Na quarta-feira, o
Congresso Nacional continuou seu esforço para fazer do Brasil um campo minado
fiscal. Depois de aprovar o reajuste dos ministros do Supremo – e agora aumenta
a pressão para que os mesmos 16% sejam estendidos também aos próprios
parlamentares –, o Legislativo federal deixou um presente aos prefeitos. A Lei
de Responsabilidade Fiscal, um dos instrumentos mais importantes para o
controle das contas públicas, foi afrouxada com a aprovação, na Câmara, de um
projeto de lei que está na mesa do presidente Michel Temer para a sanção.
Um dos dispositivos da LRF
prevê punições para o governo federal, governos estaduais e prefeituras quando
suas despesas com pessoal ultrapassam determinado porcentual de sua receita
corrente líquida – no caso da União, 50%; para estados e municípios, 60%. As
administrações que desrespeitarem o limite ficam impedidas de contratar crédito
ou receber transferências voluntárias, e os gestores podem perder o cargo ou ficar
inabilitados para exercer qualquer emprego público.
As proibições fazem
sentido por diversos motivos.

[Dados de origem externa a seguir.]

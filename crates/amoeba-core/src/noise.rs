//! Noise sources driving resource supply.

use rand::rngs::StdRng;
use rand::{Rng, SeedableRng};
use serde::{Deserialize, Serialize};
use std::fmt;
use std::str::FromStr;

/// The two stimulation strategies.
#[derive(Debug, Clone, Copy, PartialEq, Eq, Default, Hash, Serialize, Deserialize)]
#[serde(rename_all = "lowercase")]
pub enum NoiseKind {
    /// Fresh uniform draws for every unit on every iteration.
    #[default]
    Brownian,
    /// Uniform draws on the first iteration, then the logistic map at r = 4.
    Logistic,
}

impl fmt::Display for NoiseKind {
    fn fmt(&self, f: &mut fmt::Formatter<'_>) -> fmt::Result {
        match self {
            Self::Brownian => write!(f, "brownian"),
            Self::Logistic => write!(f, "logistic"),
        }
    }
}

impl FromStr for NoiseKind {
    type Err = String;

    fn from_str(s: &str) -> Result<Self, Self::Err> {
        match s.to_ascii_lowercase().as_str() {
            "brownian" => Ok(Self::Brownian),
            "logistic" => Ok(Self::Logistic),
            other => Err(format!("unknown noise kind: {other}")),
        }
    }
}

/// Produces the Z value of every unit, once per iteration.
///
/// Each source owns its RNG, so independent runs never share a stream.
#[derive(Debug, Clone)]
pub struct NoiseSource {
    kind: NoiseKind,
    rng: StdRng,
}

impl NoiseSource {
    /// Creates a reproducible source.
    #[must_use]
    pub fn seeded(kind: NoiseKind, seed: u64) -> Self {
        Self {
            kind,
            rng: StdRng::seed_from_u64(seed),
        }
    }

    /// Creates a source seeded from the operating system.
    #[must_use]
    pub fn from_entropy(kind: NoiseKind) -> Self {
        Self {
            kind,
            rng: StdRng::from_entropy(),
        }
    }

    /// Returns the strategy.
    #[must_use]
    pub fn kind(&self) -> NoiseKind {
        self.kind
    }

    /// Overwrites `z` with the values for the 1-based `iteration`.
    ///
    /// The logistic map iterates on the previous contents of `z`, so the same
    /// slice must be passed on every call of a run.
    pub fn fill(&mut self, iteration: u64, z: &mut [f64]) {
        match self.kind {
            NoiseKind::Brownian => self.draw(z),
            NoiseKind::Logistic if iteration <= 1 => self.draw(z),
            NoiseKind::Logistic => {
                for v in z.iter_mut() {
                    *v = 4.0 * *v * (1.0 - *v);
                }
            }
        }
    }

    fn draw(&mut self, z: &mut [f64]) {
        for v in z.iter_mut() {
            *v = self.rng.gen::<f64>();
        }
    }
}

Uma prefeitura ou governo estadual que compromete
seu orçamento quase que exclusivamente com pessoal não tem como realizar
investimentos, nem cuidar satisfatoriamente de áreas básicas como saúde e
educação. E o estabelecimento de uma porcentagem máxima também impede o gestor
de criar cargos públicos indiscriminadamente e usá-los como moeda de troca por
apoio político ou recompensa a aliados. Essas práticas, tão comuns na política
nacional, fizeram necessária a elaboração de uma lei para que os gestores
tivessem de cumprir pela força a responsabilidade fiscal que não adotavam por
convicção.
O que o Congresso fez,
nesta semana, foi retirar as punições aos municípios cujos gastos com pessoal
superarem os 60% de sua receita corrente líquida. O projeto faz uma ressalva: a
anistia só será aplicada a municípios que tiverem queda de mais de 10% em sua
arrecadação devido a diminuições nos repasses do Fundo de Participação dos
Municípios ou em royalties e outras participações especiais. Essa limitação foi
usada pelos defensores do projeto para argumentar que não estavam autorizando
os municípios a promover uma farra fiscal indiscriminada, mas isso é contar
apenas a metade da história.
O projeto tem um único
mérito involuntário, o de escancarar a grande dependência que muitos municípios
têm desses repasses, sem os quais sua viabilidade econômica estaria quase
comprometida. Mostra as grandes falhas do atual modelo federativo e tributário,
que deixa uma fração mínima da arrecadação total para os municípios enquanto os
sobrecarrega com responsabilidades, forçando prefeitos a mendigar verbas diante
de governadores, deputados, senadores e presidente da República, não raro
oferecendo em troca apoio político, a única moeda que têm à disposição.
Mas o texto aprovado
oferece a resposta errada às eventuais dificuldades que prefeitos podem
enfrentar quando não contam com o dinheiro esperado, pois dispensa o gestor de
qualquer esforço para adaptar seus gastos à nova realidade. O estouro de
despesas com pessoal pode muito bem se tornar o “novo normal” caso as receitas
de royalties e do FPM não retornem mais aos níveis anteriores, com todas as
consequências negativas que isso terá para as demais rubricas do orçamento
municipal. E deputados contrários ao projeto apontaram, ainda, o risco de o
projeto ser apenas a primeira brecha para se permitir, mais adiante, novas
flexibilizações, incorporando outros tipos de dificuldades orçamentárias no rol
daquelas que livrarão o gestor e o município das punições da LRF.
Não há ente da Federação,
hoje, que não se encontre em apuro fiscal. Não por culpa da LRF, mas por culpa
de uma série de escolhas erradas, feitas aqui mesmo – a crise internacional,
que governos anteriores adoravam culpar pelo caos brasileiro, teve influência
muito menor que as decisões tomadas internamente. Propor o abandono do
equilíbrio nos gastos com pessoal, ainda que em alguns casos, é deixar aberto o
caminho para que muitos municípios repitam o caos vivido por estados falidos
onde os serviços públicos entraram em colapso.